=== MATERIAL PROVIDED ===
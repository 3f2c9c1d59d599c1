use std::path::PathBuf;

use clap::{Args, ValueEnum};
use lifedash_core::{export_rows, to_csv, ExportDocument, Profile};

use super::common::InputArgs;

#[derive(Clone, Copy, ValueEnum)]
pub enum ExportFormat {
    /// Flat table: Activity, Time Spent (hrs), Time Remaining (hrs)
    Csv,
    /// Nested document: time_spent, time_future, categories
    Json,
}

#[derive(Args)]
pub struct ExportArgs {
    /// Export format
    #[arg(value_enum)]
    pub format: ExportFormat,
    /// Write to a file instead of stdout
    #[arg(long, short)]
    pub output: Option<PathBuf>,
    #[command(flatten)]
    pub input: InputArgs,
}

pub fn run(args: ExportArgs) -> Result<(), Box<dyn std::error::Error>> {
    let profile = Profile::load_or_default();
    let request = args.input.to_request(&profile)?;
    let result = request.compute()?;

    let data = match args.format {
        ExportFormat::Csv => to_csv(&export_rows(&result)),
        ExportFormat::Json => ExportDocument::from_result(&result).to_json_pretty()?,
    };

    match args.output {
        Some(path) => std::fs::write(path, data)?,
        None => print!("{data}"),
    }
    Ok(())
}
==
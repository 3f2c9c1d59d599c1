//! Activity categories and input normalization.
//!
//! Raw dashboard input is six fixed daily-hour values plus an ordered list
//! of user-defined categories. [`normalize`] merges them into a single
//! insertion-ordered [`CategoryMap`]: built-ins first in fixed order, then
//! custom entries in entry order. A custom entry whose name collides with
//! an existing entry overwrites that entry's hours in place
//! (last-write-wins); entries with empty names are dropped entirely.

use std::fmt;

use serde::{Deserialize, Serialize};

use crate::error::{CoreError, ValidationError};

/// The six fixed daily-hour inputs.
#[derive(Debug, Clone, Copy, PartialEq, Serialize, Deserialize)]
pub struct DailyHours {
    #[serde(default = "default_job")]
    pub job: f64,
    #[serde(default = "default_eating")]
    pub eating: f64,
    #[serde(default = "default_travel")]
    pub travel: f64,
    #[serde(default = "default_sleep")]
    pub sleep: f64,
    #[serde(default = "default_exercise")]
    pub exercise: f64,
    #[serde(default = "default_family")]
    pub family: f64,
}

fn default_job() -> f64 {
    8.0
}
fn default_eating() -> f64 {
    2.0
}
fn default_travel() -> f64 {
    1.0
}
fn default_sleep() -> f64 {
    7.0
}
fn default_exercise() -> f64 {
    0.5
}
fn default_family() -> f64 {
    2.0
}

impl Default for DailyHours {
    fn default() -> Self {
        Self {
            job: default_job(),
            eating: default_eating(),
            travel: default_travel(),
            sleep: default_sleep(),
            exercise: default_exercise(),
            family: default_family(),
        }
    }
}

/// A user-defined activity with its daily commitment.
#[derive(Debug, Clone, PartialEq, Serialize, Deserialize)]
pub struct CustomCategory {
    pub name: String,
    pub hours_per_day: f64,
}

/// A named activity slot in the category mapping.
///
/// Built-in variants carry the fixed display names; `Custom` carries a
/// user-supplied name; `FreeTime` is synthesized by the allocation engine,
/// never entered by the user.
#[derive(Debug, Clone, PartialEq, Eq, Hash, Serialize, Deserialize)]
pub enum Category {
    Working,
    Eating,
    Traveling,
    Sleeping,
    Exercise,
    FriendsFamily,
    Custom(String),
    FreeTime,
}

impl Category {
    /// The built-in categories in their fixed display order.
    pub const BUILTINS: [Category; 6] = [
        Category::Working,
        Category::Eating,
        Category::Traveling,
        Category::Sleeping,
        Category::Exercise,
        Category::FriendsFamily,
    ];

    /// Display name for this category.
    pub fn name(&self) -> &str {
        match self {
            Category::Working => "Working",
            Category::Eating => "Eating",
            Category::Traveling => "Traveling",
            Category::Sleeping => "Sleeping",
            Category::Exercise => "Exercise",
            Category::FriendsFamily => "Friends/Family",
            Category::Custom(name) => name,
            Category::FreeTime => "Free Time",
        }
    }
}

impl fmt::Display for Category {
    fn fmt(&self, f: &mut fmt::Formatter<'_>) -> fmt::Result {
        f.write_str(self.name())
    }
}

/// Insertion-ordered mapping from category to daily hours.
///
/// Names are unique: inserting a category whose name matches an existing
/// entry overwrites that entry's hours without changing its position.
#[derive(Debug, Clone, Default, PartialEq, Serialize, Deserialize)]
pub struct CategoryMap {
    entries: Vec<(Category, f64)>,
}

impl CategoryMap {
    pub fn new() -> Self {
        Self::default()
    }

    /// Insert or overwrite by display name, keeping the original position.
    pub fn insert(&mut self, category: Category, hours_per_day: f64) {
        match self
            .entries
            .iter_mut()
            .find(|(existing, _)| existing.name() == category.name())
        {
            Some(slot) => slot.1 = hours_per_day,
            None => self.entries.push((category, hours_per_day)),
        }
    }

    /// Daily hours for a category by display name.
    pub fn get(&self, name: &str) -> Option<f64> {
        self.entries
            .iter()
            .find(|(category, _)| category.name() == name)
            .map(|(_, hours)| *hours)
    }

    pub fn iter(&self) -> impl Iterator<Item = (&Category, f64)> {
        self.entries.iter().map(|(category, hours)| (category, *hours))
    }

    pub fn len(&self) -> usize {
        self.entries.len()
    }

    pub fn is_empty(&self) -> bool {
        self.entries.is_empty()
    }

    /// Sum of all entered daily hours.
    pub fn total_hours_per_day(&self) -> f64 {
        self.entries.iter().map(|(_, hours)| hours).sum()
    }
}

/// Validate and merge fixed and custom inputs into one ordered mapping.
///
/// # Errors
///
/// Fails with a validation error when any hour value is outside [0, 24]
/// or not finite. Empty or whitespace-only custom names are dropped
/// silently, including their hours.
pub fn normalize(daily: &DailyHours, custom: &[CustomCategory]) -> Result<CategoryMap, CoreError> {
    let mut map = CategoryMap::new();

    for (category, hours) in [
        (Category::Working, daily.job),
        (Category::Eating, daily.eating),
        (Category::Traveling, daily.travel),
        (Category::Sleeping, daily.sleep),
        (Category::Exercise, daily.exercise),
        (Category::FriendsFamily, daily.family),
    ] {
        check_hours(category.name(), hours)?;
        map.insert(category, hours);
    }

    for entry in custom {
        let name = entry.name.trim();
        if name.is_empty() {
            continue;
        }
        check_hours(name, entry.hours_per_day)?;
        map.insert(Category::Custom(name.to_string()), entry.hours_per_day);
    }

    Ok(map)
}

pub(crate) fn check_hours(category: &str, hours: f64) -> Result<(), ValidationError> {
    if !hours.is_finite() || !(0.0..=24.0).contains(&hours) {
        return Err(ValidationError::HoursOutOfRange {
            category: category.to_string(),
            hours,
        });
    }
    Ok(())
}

=== WHAT NEEDS TO BE DONE ===
Your reply must consist solely of the number of lines in the listing above that include the word "derive".

=== FINISHED TASK ===
6